The proposed empirical scoring algorithm was implemented on SPSS version 25, as shown in Table 1. The variable computation function of SPSS was used for implementing the empirical scoring algorithm. The multiple ML classifiers were implemented on MATLAB version R2019b. The classification learning module of the MATLAB package was used to train the ML models. In testing the models generated by the 25 ML algorithms, 10-fold cross-validation was adopted in each of the four experimental data scenarios. Therefore, in each of the 10 cross-validations, the training dataset was partitioned into 10 subsets. The remaining nine data subsets were randomly used by the classification algorithm for testing the classifier. This validation process was iterated 10 times before averaging the classification error rates. Moreover, no hard coding was performed as the algorithm module, and the cross-validation procedures were embedded in the MATLAB R2019b platform and were selected from the graphical user interface before the learning phase. Finally, all the experimental runs were conducted on a personal computer with Microsoft Operating System. The different parameter combinations used in each experimental scenario are described in Table 2.
4. Results and Discussion
4.1 Confusion Matrix of the Empirical Scoring Algorithm
The basic parameters of TP, FP, TN, and FN, highlighted with the help of Table 3, were used for deriving different evaluation metrics, including classification accuracy, specificity, and sensitivity, to evaluate the performance of both empirical and ML algorithms.
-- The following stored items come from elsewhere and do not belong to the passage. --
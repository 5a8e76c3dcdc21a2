// Map geographic coordinates onto the displayed image.
//
// x grows with longitude; y is flipped because pixel rows grow downward
// while latitude grows northward.

use crate::error::ProjectionError;
use crate::models::{CrownPolygon, GeographicBounds, ImageSize, Point, ProjectedCrown, Ring};

/// Precomputed linear mapping for one bounds/size pair.
#[derive(Debug, Clone, Copy, PartialEq)]
pub struct PixelProjection {
    min_lon: f64,
    max_lat: f64,
    lon_span: f64,
    lat_span: f64,
    size: ImageSize,
}

impl PixelProjection {
    pub fn new(bounds: &GeographicBounds, size: ImageSize) -> Result<Self, ProjectionError> {
        let lon_span = bounds.max_x - bounds.min_x;
        let lat_span = bounds.max_y - bounds.min_y;
        if lon_span == 0.0 {
            return Err(ProjectionError::DegenerateBounds { axis: "longitude" });
        }
        if lat_span == 0.0 {
            return Err(ProjectionError::DegenerateBounds { axis: "latitude" });
        }
        Ok(PixelProjection {
            min_lon: bounds.min_x,
            max_lat: bounds.max_y,
            lon_span,
            lat_span,
            size,
        })
    }

    /// `[lon, lat]` to `[x, y]` pixels.
    pub fn project_point(&self, point: &Point) -> Point {
        [
            (point[0] - self.min_lon) / self.lon_span * self.size.width,
            (self.max_lat - point[1]) / self.lat_span * self.size.height,
        ]
    }

    pub fn project_ring(&self, ring: &[Point]) -> Ring {
        ring.iter().map(|p| self.project_point(p)).collect()
    }

    pub fn project_crown(&self, crown: &CrownPolygon) -> ProjectedCrown {
        ProjectedCrown {
            rings: crown.rings().iter().map(|ring| self.project_ring(ring)).collect(),
            properties: crown.properties().clone(),
        }
    }
}

pub fn project_crowns(
    crowns: &[CrownPolygon],
    bounds: &GeographicBounds,
    size: ImageSize,
) -> Result<Vec<ProjectedCrown>, ProjectionError> {
    let projection = PixelProjection::new(bounds, size)?;
    Ok(crowns.iter().map(|crown| projection.project_crown(crown)).collect())
}

/// Format a pixel ring as an SVG `points` attribute: `"x1,y1 x2,y2 ..."`.
pub fn svg_points(ring: &[Point]) -> String {
    ring.iter()
        .map(|p| format!("{:.2},{:.2}", p[0], p[1]))
        .collect::<Vec<_>>()
        .join(" ")
}
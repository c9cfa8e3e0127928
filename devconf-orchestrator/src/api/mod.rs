//! REST and SSE surface of the supervisor.
//!
//! Routes below the configured prefix (default `/api/devconf/v1`):
//!
//! | method | path | handler |
//! |---|---|---|
//! | POST | `/conversation` | create a conversation |
//! | POST | `/conversation/{id}/message` | send a message (SSE or JSON) |
//! | GET | `/meta/health` | liveness |
//! | GET | `/meta/status` | dependency status |
//! | GET | `/history` | recent conversations |
//! | GET | `/history/{id}` | one conversation with its turns |
//! | POST | `/feedback/conversation/{cid}/message/{mid}` | rate a reply |

pub mod controllers;
pub mod error;
pub mod middleware;
pub mod models;
pub mod user;

pub use controllers::{ConversationController, FeedbackController, HistoryController, MetaController};
pub use error::ApiError;
pub use user::CurrentUser;

use crate::config::OrchestratorConfig;
use crate::supervisor::Supervisor;
use axum::extract::DefaultBodyLimit;
use axum::http::{HeaderName, HeaderValue, Method, StatusCode, header};
use axum::routing::{get, post};
use axum::{Router, middleware as axum_middleware};
use devconf_session::SessionBackend;
use tower::ServiceBuilder;
use tower_http::cors::{AllowOrigin, CorsLayer};
use tower_http::set_header::SetResponseHeaderLayer;
use tower_http::timeout::TimeoutLayer;
use tower_http::trace::TraceLayer;

fn build_cors_layer(config: &OrchestratorConfig) -> CorsLayer {
    let cors = CorsLayer::new()
        .allow_methods([Method::GET, Method::POST, Method::OPTIONS])
        .allow_headers([
            header::CONTENT_TYPE,
            header::AUTHORIZATION,
            HeaderName::from_static(user::USER_ID_HEADER),
        ]);

    if config.security.allowed_origins.is_empty() {
        cors.allow_origin(AllowOrigin::any())
    } else {
        let origins: Vec<HeaderValue> =
            config.security.allowed_origins.iter().filter_map(|o| o.parse().ok()).collect();
        cors.allow_origin(origins)
    }
}

/// The supervisor's HTTP application.
pub fn create_app(config: &OrchestratorConfig, supervisor: Supervisor, backend: SessionBackend) -> Router {
    let app_name = supervisor.app_name().to_string();
    let conversation_controller = ConversationController::new(
        supervisor.clone(),
        backend.sessions.clone(),
        config.security.expose_error_details,
    );
    let meta_controller = MetaController::new(supervisor, backend.sessions.clone());
    let history_controller = HistoryController::new(backend.sessions.clone(), app_name.clone());
    let feedback_controller =
        FeedbackController::new(backend.sessions, backend.feedback, app_name);

    let api_router = Router::new()
        .route("/conversation", post(controllers::conversation::create_conversation))
        .route(
            "/conversation/{conversation_id}/message",
            post(controllers::conversation::post_message),
        )
        .with_state(conversation_controller)
        .route("/meta/health", get(controllers::meta::health))
        .route("/meta/status", get(controllers::meta::status))
        .with_state(meta_controller)
        .route("/history", get(controllers::history::list_history))
        .route("/history/{conversation_id}", get(controllers::history::get_history))
        .with_state(history_controller)
        .route(
            "/feedback/conversation/{conversation_id}/message/{message_id}",
            post(controllers::feedback::submit_feedback),
        )
        .with_state(feedback_controller);

    let prefix = config.api_prefix.trim_end_matches('/');
    let app = if prefix.is_empty() {
        Router::new().merge(api_router)
    } else {
        Router::new().nest(prefix, api_router)
    };

    app.route("/health", get(health_check)).layer(
        ServiceBuilder::new()
            .layer(TraceLayer::new_for_http())
            .layer(axum_middleware::from_fn(middleware::log_client_ip))
            .layer(TimeoutLayer::with_status_code(
                StatusCode::REQUEST_TIMEOUT,
                config.security.request_timeout,
            ))
            .layer(DefaultBodyLimit::max(config.security.max_body_size))
            .layer(build_cors_layer(config))
            .layer(SetResponseHeaderLayer::if_not_present(
                header::X_CONTENT_TYPE_OPTIONS,
                HeaderValue::from_static("nosniff"),
            )),
    )
}

/// Resolves on Ctrl-C. If the handler cannot be installed this never
/// resolves, and the server runs until it is killed.
pub async fn shutdown_signal() {
    wait_for_shutdown(tokio::signal::ctrl_c()).await
}

async fn wait_for_shutdown(signal: impl Future<Output = std::io::Result<()>>) {
    if let Err(e) = signal.await {
        tracing::error!(error = %e, "failed to listen for Ctrl-C, graceful shutdown disabled");
        std::future::pending::<()>().await;
    }
    tracing::info!("shutdown signal received");
}

async fn health_check() -> &'static str {
    "OK"
}

#[cfg(test)]
mod tests {
    use super::*;
    use std::time::Duration;

    #[tokio::test]
    async fn test_signal_error_never_triggers_shutdown() {
        let failed = async { Err(std::io::Error::other("no signal handler")) };
        let waited =
            tokio::time::timeout(Duration::from_millis(100), wait_for_shutdown(failed)).await;
        assert!(waited.is_err(), "shutdown resolved after a listener error");

        let received = async { Ok(()) };
        tokio::time::timeout(Duration::from_millis(100), wait_for_shutdown(received))
            .await
            .unwrap();
    }
}
//! Conversation context forwarded to remote agents.
//!
//! A remote agent receives one A2A message per turn. Earlier turns travel in a
//! leading text part typed `context`; the query itself is typed `user_message`.
//! Long histories are condensed by an LLM first.

use crate::prompts::{SUMMARIZATION_PROMPT, render};
use devconf_a2a::{Message as A2aMessage, Part};
use devconf_core::{DevconfError, Message, Result, Role};
use devconf_model::{ChatModel, ChatRequest};
use std::sync::Arc;

pub const CONTEXT_PART: &str = "context";
pub const USER_MESSAGE_PART: &str = "user_message";
pub const CONTEXT_HEADER: &str = "For context:";
pub const SUMMARY_DELIMITER: &str = "###USER INPUT###";

/// Text parts for one remote agent call.
#[derive(Debug, Clone, PartialEq, Eq)]
pub struct AgentRequest {
    pub context: Option<String>,
    pub query: String,
}

impl AgentRequest {
    pub fn into_message(self, context_id: &str) -> A2aMessage {
        let mut builder = A2aMessage::builder().context_id(context_id);
        if let Some(context) = self.context {
            builder = builder.part(Part::typed_text(context, CONTEXT_PART));
        }
        builder.part(Part::typed_text(self.query, USER_MESSAGE_PART)).build()
    }

    /// Length in characters, not bytes.
    fn char_count(&self) -> usize {
        self.context.as_deref().map_or(0, |c| c.chars().count()) + self.query.chars().count()
    }
}

/// `For context:` block with one line per earlier message, or `None` for a
/// fresh conversation.
pub fn context_text(history: &[Message]) -> Option<String> {
    let lines: Vec<String> = history
        .iter()
        .filter(|m| !m.content.trim().is_empty())
        .map(|m| match m.role {
            Role::User => format!("User previously asked: {}", m.content.trim()),
            Role::Agent => format!("[{}] replied: {}", m.author, m.content.trim()),
        })
        .collect();

    if lines.is_empty() {
        None
    } else {
        Some(format!("{}\n{}", CONTEXT_HEADER, lines.join("\n")))
    }
}

/// Split `Context Summary: ...\n###USER INPUT### ...` into the summary and the
/// (possibly rewritten) input. `None` when either half is missing.
pub fn parse_summary_output(output: &str) -> Option<(String, String)> {
    let (summary, input) = output.split_once(SUMMARY_DELIMITER)?;
    let (summary, input) = (summary.trim(), input.trim());
    if summary.is_empty() || input.is_empty() {
        return None;
    }
    Some((summary.to_string(), input.to_string()))
}

#[derive(Clone)]
pub struct ContextSummarizer {
    model: Option<Arc<dyn ChatModel>>,
    min_chars: usize,
}

impl ContextSummarizer {
    pub fn new(model: Arc<dyn ChatModel>, min_chars: usize) -> Self {
        Self { model: Some(model), min_chars }
    }

    /// Forward the full history every time.
    pub fn disabled() -> Self {
        Self { model: None, min_chars: usize::MAX }
    }

    /// Build the request for `query`, condensing the history when it is long.
    /// Summarisation failures fall back to the full history.
    pub async fn prepare(&self, history: &[Message], query: &str) -> AgentRequest {
        let request = AgentRequest { context: context_text(history), query: query.to_string() };

        let (Some(model), Some(context)) = (&self.model, request.context.as_deref()) else {
            return request;
        };
        if request.char_count() < self.min_chars {
            return request;
        }

        match self.summarize(model.as_ref(), context, query).await {
            Ok((summary, query)) => {
                tracing::info!(
                    original_chars = request.char_count(),
                    summary_chars = summary.chars().count(),
                    "conversation context summarized"
                );
                AgentRequest { context: Some(format!("{}\n{}", CONTEXT_HEADER, summary)), query }
            }
            Err(e) => {
                tracing::warn!(error = %e, "context summarization failed, forwarding full history");
                request
            }
        }
    }

    async fn summarize(
        &self,
        model: &dyn ChatModel,
        context: &str,
        query: &str,
    ) -> Result<(String, String)> {
        let history = context.strip_prefix(CONTEXT_HEADER).unwrap_or(context).trim();
        let prompt = render(SUMMARIZATION_PROMPT, &[("history", history), ("input", query)]);
        let response = model.complete(ChatRequest::prompt(prompt)).await?;
        let output = response
            .text_content()
            .ok_or_else(|| DevconfError::Model("summarization returned no text".to_string()))?;
        parse_summary_output(output).ok_or_else(|| {
            DevconfError::Model(format!("summary is missing the {} delimiter", SUMMARY_DELIMITER))
        })
    }
}

#[cfg(test)]
mod tests {
    use super::*;
    use async_trait::async_trait;
    use devconf_model::ChatResponse;

    struct SummaryModel;

    #[async_trait]
    impl ChatModel for SummaryModel {
        fn name(&self) -> &str {
            "summary"
        }

        async fn complete(&self, _request: ChatRequest) -> Result<ChatResponse> {
            Ok(ChatResponse::text("Context Summary: short\n###USER INPUT### rewritten"))
        }
    }

    fn history() -> Vec<Message> {
        vec![
            Message::user("m1", "Who maintains tokio?"),
            Message::agent("m1", "github_agent", "The tokio-rs organisation."),
        ]
    }

    #[test]
    fn test_context_text_lines() {
        assert_eq!(
            context_text(&history()).unwrap(),
            "For context:\nUser previously asked: Who maintains tokio?\n[github_agent] replied: The tokio-rs organisation."
        );
        assert_eq!(context_text(&[]), None);
    }

    #[test]
    fn test_parse_summary_output() {
        let (summary, input) =
            parse_summary_output("Context Summary: user asked about tokio\n###USER INPUT### How many stars does tokio have?")
                .unwrap();
        assert_eq!(summary, "Context Summary: user asked about tokio");
        assert_eq!(input, "How many stars does tokio have?");

        assert!(parse_summary_output("Context Summary: no delimiter").is_none());
        assert!(parse_summary_output("###USER INPUT###   ").is_none());
    }

    #[test]
    fn test_message_parts_are_typed() {
        let request =
            AgentRequest { context: Some("For context:\nx".into()), query: "stars?".into() };
        let message = request.into_message("conv-1");
        assert_eq!(message.context_id.as_deref(), Some("conv-1"));
        assert_eq!(message.parts.len(), 2);
        assert_eq!(message.typed_text(CONTEXT_PART), Some("For context:\nx"));
        assert_eq!(message.typed_text(USER_MESSAGE_PART), Some("stars?"));
    }

    #[tokio::test]
    async fn test_disabled_summarizer_keeps_history() {
        let request = ContextSummarizer::disabled().prepare(&history(), "and its license?").await;
        assert_eq!(request.query, "and its license?");
        assert!(request.context.unwrap().contains("[github_agent] replied"));
    }

    #[tokio::test]
    async fn test_threshold_counts_characters_not_bytes() {
        let history = vec![Message::user("m1", "日本語のドキュメントはありますか")];
        let request = AgentRequest { context: context_text(&history), query: "ü".to_string() };
        let chars = request.char_count();
        assert!(chars < request.context.as_deref().unwrap().len());

        let below = ContextSummarizer::new(Arc::new(SummaryModel), chars + 1);
        let kept = below.prepare(&history, "ü").await;
        assert_eq!(kept, request);

        let at = ContextSummarizer::new(Arc::new(SummaryModel), chars);
        let summarized = at.prepare(&history, "ü").await;
        assert_eq!(summarized.query, "rewritten");
        assert_eq!(summarized.context.as_deref(), Some("For context:\nContext Summary: short"));
    }
}
use axum::extract::{ConnectInfo, Request};
use axum::http::HeaderMap;
use axum::middleware::Next;
use axum::response::Response;
use std::net::SocketAddr;

/// Proxy headers checked in order before falling back to the peer address.
const CLIENT_IP_HEADERS: [&str; 4] = ["true-client-ip", "x-forwarded-for", "x-real-ip", "x-client-ip"];

fn header_ip(headers: &HeaderMap, name: &str) -> Option<String> {
    let value = headers.get(name)?.to_str().ok()?;
    // x-forwarded-for is "client, proxy1, proxy2"
    let first = value.split(',').next()?.trim();
    (!first.is_empty()).then(|| first.to_string())
}

pub fn client_ip(headers: &HeaderMap, peer: Option<SocketAddr>) -> String {
    CLIENT_IP_HEADERS
        .iter()
        .find_map(|name| header_ip(headers, name))
        .or_else(|| peer.map(|addr| addr.ip().to_string()))
        .unwrap_or_else(|| "unknown".to_string())
}

/// Access log line per request with the resolved client address.
pub async fn log_client_ip(request: Request, next: Next) -> Response {
    let peer = request.extensions().get::<ConnectInfo<SocketAddr>>().map(|info| info.0);
    let ip = client_ip(request.headers(), peer);
    let user_agent = request
        .headers()
        .get(axum::http::header::USER_AGENT)
        .and_then(|v| v.to_str().ok())
        .unwrap_or("unknown")
        .to_string();
    let method = request.method().clone();
    let path = request.uri().path().to_string();

    let response = next.run(request).await;

    tracing::info!(
        client_ip = %ip,
        user_agent = %user_agent,
        method = %method,
        path = %path,
        status = response.status().as_u16(),
        "request served"
    );
    response
}

#[cfg(test)]
mod tests {
    use super::*;
    use axum::http::HeaderValue;

    #[test]
    fn test_client_ip_precedence() {
        let peer: SocketAddr = "10.0.0.9:5000".parse().unwrap();
        let mut headers = HeaderMap::new();
        assert_eq!(client_ip(&headers, None), "unknown");
        assert_eq!(client_ip(&headers, Some(peer)), "10.0.0.9");

        headers.insert("x-client-ip", HeaderValue::from_static("4.4.4.4"));
        headers.insert("x-real-ip", HeaderValue::from_static("3.3.3.3"));
        assert_eq!(client_ip(&headers, Some(peer)), "3.3.3.3");

        headers.insert("x-forwarded-for", HeaderValue::from_static("2.2.2.2, 172.16.0.1"));
        assert_eq!(client_ip(&headers, Some(peer)), "2.2.2.2");

        headers.insert("true-client-ip", HeaderValue::from_static("1.1.1.1"));
        assert_eq!(client_ip(&headers, Some(peer)), "1.1.1.1");
    }
}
4.2 Comparative Performance of the ML Models and the Empirical Scoring Algorithm Across Various Experimental Scenarios
Tables 4–7 summarize the TP, FP, TN, and FN rates achieved by the multiple ML models implemented under data Scenarios 1, 2, 3, and 4, respectively. Comparative analysis showed that the empirical scoring algorithm outperformed the multiple ML models across all the experimental scenarios by achieving the highest sensitivity of 97%. However, in the first experimental scenario, Fine Gaussian SVM exhibited the highest specificity of 99% with the lowest classification accuracy of 57% (only 1% ahead of the empirical scoring algorithm) (Table 4). Overall, Coarse Gaussian SVM and Ensemble Bagged Trees achieved the highest accuracy of 78% in this scenario.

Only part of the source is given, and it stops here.